The warning label of Synthroid states explicity “Patients with concomitant adrenal insufficiency should be treated with replacement glucocorticoids prior to initiation of treatment with levothyroxine sodium.”
This can cause an acute adrenal crisis in the most extreme cases.
But even in less extreme cases, like those people who have adrenal fatigue and/or exhaustion, taking this drug can result in the patient feeling really lousy.
The adrenals should always be evaluated whenever a patient is prescribed thyroid replacement hormone. (Ideally, this should happen before it is prescribed. Good luck with that.)
Let’s take a look at some other common clinical situations and look at why these things happen.
Normal TSH, But Still Feel Like Crap
This is by far the most common scenario for people with Hashimoto’s. Chronic inflammation can prevent thyroid hormone from getting absorbed in to the cells of the body. This the root of autoimmune disease, but can also come from other things (like infections, surgery, obesity, overtraining, poor diet, etc.).
This can:
*Inhibit thyroid receptors on cells from responding to thyroid hormone.
*Prevent T4 from converting to T3.
*Interfere with the communication between the pituitary and the thyroid (and the adrenals).
Felt Better With Bio-Identical
Some people truly do feel better with bio-identicals. It’s not true of everyone but the addition of T3 can sometimes be the answer because these people:
*May need T3 due to problems with the thyroid hormone receptors on cells
* Were unable to convert T4 to T3 when using T4-only medication
*Had sensitivities to dyes or fillers in synthetic compounds that are not in bio-identical compounds
*Have receptor sites on cells that simply respond better to bio-identical than synthetic hormones
Did Better With T3 Only
As we have seen, some people improve with the addition of T3, while others do their best with T3 only. And these can be synthetic or bio-identical.

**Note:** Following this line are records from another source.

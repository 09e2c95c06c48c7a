use crate::{types::RequirementSet, utils::downloader::Downloader};

use anyhow::{Context, Result};

/// Fetch the authoritative baseline requirement list and parse it line by
/// line. Comment-only and empty lines are dropped during parsing.
pub async fn load(fetcher: &Downloader, url: &str) -> Result<RequirementSet> {
    let text = fetcher
        .fetch_text(url)
        .await
        .context(format!("Failed to fetch baseline requirements from {}", url))?;
    Ok(RequirementSet::from_lines(None, text.lines()))
}

#[cfg(test)]
mod test {
    use super::*;

    #[tokio::test]
    async fn load_filters_invalid_lines() {
        let mut server = mockito::Server::new_async().await;
        server
            .mock("GET", "/global-requirements.txt")
            .with_status(200)
            .with_body(
                "# The global requirements list\n\
                 \n\
                 glance-store>=0.1.9\n\
                 six>=1.7 # widely used\n\
                 pbr\n",
            )
            .create_async()
            .await;

        let fetcher = Downloader::new().unwrap();
        let baseline = load(&fetcher, &format!("{}/global-requirements.txt", server.url()))
            .await
            .unwrap();

        assert_eq!(baseline.len(), 3);
        assert!(baseline.find_by_name("glance-store").is_some());
        assert!(baseline.find_by_name("six").is_some());
        assert!(baseline.find_by_name("pbr").is_some());
    }

    #[tokio::test]
    async fn load_failure_is_an_error() {
        let mut server = mockito::Server::new_async().await;
        server
            .mock("GET", "/global-requirements.txt")
            .with_status(500)
            .create_async()
            .await;

        let fetcher = Downloader::new().unwrap();
        let res = load(&fetcher, &format!("{}/global-requirements.txt", server.url())).await;
        assert!(res.is_err());
    }
}
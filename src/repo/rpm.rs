use super::{RepoCache, RepoIndex};
use crate::{
    config::RepoConfig,
    types::{DistroFamily, MatchMode, PackageRecord},
    utils::downloader::Downloader,
};

use anyhow::{bail, format_err, Context, Result};
use async_trait::async_trait;
use flate2::read::GzDecoder;
use quick_xml::{
    events::{BytesStart, Event},
    Reader,
};
use std::{io::Read, path::Path, time::Duration};

const MANIFEST_ARTIFACT: &str = "repodata/repomd.xml";

/// RPM-family repository index. Refresh fetches the repomd manifest and
/// every data file it references, preserving the manifest's relative paths
/// inside the cache directory. Lookups scan the cached primary metadata.
pub struct RpmIndex {
    name: String,
    base_url: String,
    cache: RepoCache,
    broken: bool,
}

/// One `<data>` entry from repomd.xml
#[derive(Debug, PartialEq, Eq)]
struct DataLocation {
    data_type: String,
    href: String,
}

impl RpmIndex {
    pub fn new(repo: &RepoConfig, cache_root: &Path, ttl: Duration) -> Self {
        RpmIndex {
            cache: RepoCache::new(cache_root.join(&repo.name), ttl),
            name: repo.name.clone(),
            base_url: repo.url.clone(),
            broken: false,
        }
    }

    async fn refresh(&self, fetcher: &Downloader) -> Result<()> {
        self.cache
            .reset()
            .context("Failed to replace cache directory")?;

        let manifest_url = format!("{}/{}", self.base_url, MANIFEST_ARTIFACT);
        fetcher
            .fetch_to(&manifest_url, &self.cache.path(MANIFEST_ARTIFACT))
            .await
            .context(format!(
                "Failed to fetch repository manifest from {}",
                manifest_url
            ))?;

        let manifest = std::fs::read_to_string(self.cache.path(MANIFEST_ARTIFACT))?;
        let locations =
            parse_repomd(&manifest).context("Failed to parse repository manifest")?;
        if locations.is_empty() {
            bail!("Repository manifest lists no data files");
        }

        for location in &locations {
            let url = format!("{}/{}", self.base_url, location.href);
            fetcher
                .fetch_to(&url, &self.cache.path(&location.href))
                .await
                .context(format!("Failed to fetch repository data from {}", url))?;
        }
        Ok(())
    }

    fn scan_primary(&self, name: &str, mode: MatchMode) -> Result<Vec<PackageRecord>> {
        let manifest = std::fs::read_to_string(self.cache.path(MANIFEST_ARTIFACT))?;
        let primary = parse_repomd(&manifest)?
            .into_iter()
            .find(|l| l.data_type == "primary")
            .ok_or_else(|| format_err!("No primary metadata in repository manifest"))?;

        let mut contents = String::new();
        if primary.href.ends_with(".gz") {
            let f = std::fs::File::open(self.cache.path(&primary.href))?;
            GzDecoder::new(f).read_to_string(&mut contents)?;
        } else {
            contents = std::fs::read_to_string(self.cache.path(&primary.href))?;
        }

        parse_primary(&contents, name, mode)
    }
}

#[async_trait]
impl RepoIndex for RpmIndex {
    fn name(&self) -> &str {
        &self.name
    }

    fn family(&self) -> DistroFamily {
        DistroFamily::Rpm
    }

    fn is_broken(&self) -> bool {
        self.broken
    }

    async fn ensure_fresh(&mut self, fetcher: &Downloader) -> Result<()> {
        if !self.cache.is_stale(MANIFEST_ARTIFACT) {
            return Ok(());
        }
        if let Err(err) = self.refresh(fetcher).await {
            self.broken = true;
            return Err(err);
        }
        self.broken = false;
        Ok(())
    }

    fn find_by_name(&self, name: &str, mode: MatchMode) -> Vec<PackageRecord> {
        self.scan_primary(name, mode).unwrap_or_default()
    }
}

fn attr_value(e: &BytesStart, key: &[u8]) -> Result<Option<String>> {
    for attr in e.attributes() {
        let attr = attr?;
        if attr.key.local_name().as_ref() == key {
            return Ok(Some(attr.unescape_value()?.into_owned()));
        }
    }
    Ok(None)
}

/// Extract the data-file locations from a repomd.xml document. Elements are
/// matched by local name, so the manifest's default namespace (and the rpm:
/// prefix) need no special treatment.
fn parse_repomd(s: &str) -> Result<Vec<DataLocation>> {
    let mut reader = Reader::from_reader(s.as_bytes());
    reader.trim_text(true);

    let mut buf = Vec::new();
    let mut res = Vec::new();
    let mut current_type: Option<String> = None;
    loop {
        match reader.read_event_into(&mut buf)? {
            Event::Start(e) | Event::Empty(e) => match e.local_name().as_ref() {
                b"data" => current_type = attr_value(&e, b"type")?,
                b"location" => {
                    if let (Some(data_type), Some(href)) =
                        (current_type.clone(), attr_value(&e, b"href")?)
                    {
                        res.push(DataLocation { data_type, href });
                    }
                }
                _ => (),
            },
            Event::End(e) => {
                if e.local_name().as_ref() == b"data" {
                    current_type = None;
                }
            }
            Event::Eof => break,
            _ => (),
        }
        buf.clear();
    }
    Ok(res)
}

/// Scan primary metadata for matching packages. Entries missing a name or
/// version are skipped so one bad record cannot spoil the whole lookup.
fn parse_primary(s: &str, name: &str, mode: MatchMode) -> Result<Vec<PackageRecord>> {
    let mut reader = Reader::from_reader(s.as_bytes());
    reader.trim_text(true);

    let mut buf = Vec::new();
    let mut res = Vec::new();
    let mut in_package = false;
    let mut capture_name = false;
    let mut pkg_name: Option<String> = None;
    let mut pkg_version: Option<String> = None;
    loop {
        match reader.read_event_into(&mut buf)? {
            Event::Start(e) => match e.local_name().as_ref() {
                b"package" => {
                    in_package = true;
                    pkg_name = None;
                    pkg_version = None;
                }
                b"name" if in_package && pkg_name.is_none() => capture_name = true,
                b"version" if in_package => pkg_version = version_string(&e)?,
                _ => (),
            },
            Event::Empty(e) => {
                if in_package && e.local_name().as_ref() == b"version" {
                    pkg_version = version_string(&e)?;
                }
            }
            Event::Text(t) => {
                if capture_name {
                    pkg_name = Some(t.unescape()?.into_owned());
                    capture_name = false;
                }
            }
            Event::End(e) => match e.local_name().as_ref() {
                b"name" => capture_name = false,
                b"package" => {
                    in_package = false;
                    if let (Some(n), Some(v)) = (pkg_name.take(), pkg_version.take()) {
                        if mode.matches(&n, name) {
                            res.push(PackageRecord {
                                name: n,
                                version: v,
                            });
                        }
                    }
                }
                _ => (),
            },
            Event::Eof => break,
            _ => (),
        }
        buf.clear();
    }
    Ok(res)
}

/// Canonical `ver-rel` form from a `<version>` element's attributes
fn version_string(e: &BytesStart) -> Result<Option<String>> {
    let ver = match attr_value(e, b"ver")? {
        Some(ver) => ver,
        None => return Ok(None),
    };
    Ok(Some(match attr_value(e, b"rel")? {
        Some(rel) => format!("{}-{}", ver, rel),
        None => ver,
    }))
}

This can happen for a couple of reasons:
* Their receptor sites are resistant to thyroid hormone because of high cortisol, high homocysteine, inflammation, low progesterone, vitamin A deficiency and more.
* Difficulty in converting T4 to T3
Didn’t Feel Better With T3 or Bio-identical Hormones
In both cases, more T3 is introduced. These people often don’t have too little T3, they have an active and uncontrolled autoimmune process causing the release of thyroid hormone.
These are also the people who often vacillate from hyper to hypo. They have an immune flare up, more hormone is released and then they crash, it calms done and they are hypo again.
In some cases, these people can have excess adrenal hormones caused by too much nicotine, caffeine, stress or exercising too much.
Feel Better on Synthetic Hormones
Some people actually feel better on synthetic hormones. These can be people who are converting well, have an overactive metabolism and just don’t need more T3.
These are people who also really benefit from an approach that will calm the autoimmune attacks that cause their thyroid to be revved up in the first place.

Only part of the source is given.